● TO DO: The complete set of records should be given again verbatim.

● INFORMATION SHOWN:
******
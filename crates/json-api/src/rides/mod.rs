//! Rides

mod errors;
mod handlers;
mod models;

pub(crate) use handlers::*;
//! Serializes an `Iflow` into the BPMN based `.iflw` document.

pub mod diagram;
pub mod iflow_xml;
pub mod properties;

use quick_xml::Writer;
use quick_xml::escape::partial_escape;
use quick_xml::events::{BytesEnd, BytesStart, BytesText, Event};

use crate::error::Result;

pub use iflow_xml::write_iflow;

pub(crate) type XmlWriter = Writer<Vec<u8>>;

pub(crate) fn start(writer: &mut XmlWriter, name: &str, attributes: &[(&str, &str)]) -> Result<()> {
    let mut element = BytesStart::new(name);
    for attribute in attributes {
        element.push_attribute(*attribute);
    }
    writer.write_event(Event::Start(element))?;
    Ok(())
}

pub(crate) fn end(writer: &mut XmlWriter, name: &str) -> Result<()> {
    writer.write_event(Event::End(BytesEnd::new(name)))?;
    Ok(())
}

pub(crate) fn empty(writer: &mut XmlWriter, name: &str, attributes: &[(&str, &str)]) -> Result<()> {
    let mut element = BytesStart::new(name);
    for attribute in attributes {
        element.push_attribute(*attribute);
    }
    writer.write_event(Event::Empty(element))?;
    Ok(())
}

/// `<name>text</name>`, or `<name/>` for empty text. Only `<`, `>` and `&`
/// are escaped so quotes inside expressions stay readable.
pub(crate) fn text_element(writer: &mut XmlWriter, name: &str, text: &str, attributes: &[(&str, &str)]) -> Result<()> {
    if text.is_empty() {
        return empty(writer, name, attributes);
    }
    start(writer, name, attributes)?;
    writer.write_event(Event::Text(BytesText::from_escaped(partial_escape(text))))?;
    end(writer, name)
}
******
● ANSWER TO THIS TASK:
filename crates/json-api/src/rides/mod.rs
//! Rides

mod errors;
mod handlers;
mod models;

pub(crate) use handlers::*;
//! Serializes an `Iflow` into the BPMN based `.iflw` document.

pub mod diagram;
pub mod iflow_xml;
pub mod properties;

use quick_xml::Writer;
use quick_xml::escape::partial_escape;
use quick_xml::events::{BytesEnd, BytesStart, BytesText, Event};

use crate::error::Result;

pub use iflow_xml::write_iflow;

pub(crate) type XmlWriter = Writer<Vec<u8>>;

pub(crate) fn start(writer: &mut XmlWriter, name: &str, attributes: &[(&str, &str)]) -> Result<()> {
    let mut element = BytesStart::new(name);
    for attribute in attributes {
        element.push_attribute(*attribute);
    }
    writer.write_event(Event::Start(element))?;
    Ok(())
}

pub(crate) fn end(writer: &mut XmlWriter, name: &str) -> Result<()> {
    writer.write_event(Event::End(BytesEnd::new(name)))?;
    Ok(())
}

pub(crate) fn empty(writer: &mut XmlWriter, name: &str, attributes: &[(&str, &str)]) -> Result<()> {
    let mut element = BytesStart::new(name);
    for attribute in attributes {
        element.push_attribute(*attribute);
    }
    writer.write_event(Event::Empty(element))?;
    Ok(())
}

/// `<name>text</name>`, or `<name/>` for empty text. Only `<`, `>` and `&`
/// are escaped so quotes inside expressions stay readable.
pub(crate) fn text_element(writer: &mut XmlWriter, name: &str, text: &str, attributes: &[(&str, &str)]) -> Result<()> {
    if text.is_empty() {
        return empty(writer, name, attributes);
    }
    start(writer, name, attributes)?;
    writer.write_event(Event::Text(BytesText::from_escaped(partial_escape(text))))?;
    end(writer, name)
}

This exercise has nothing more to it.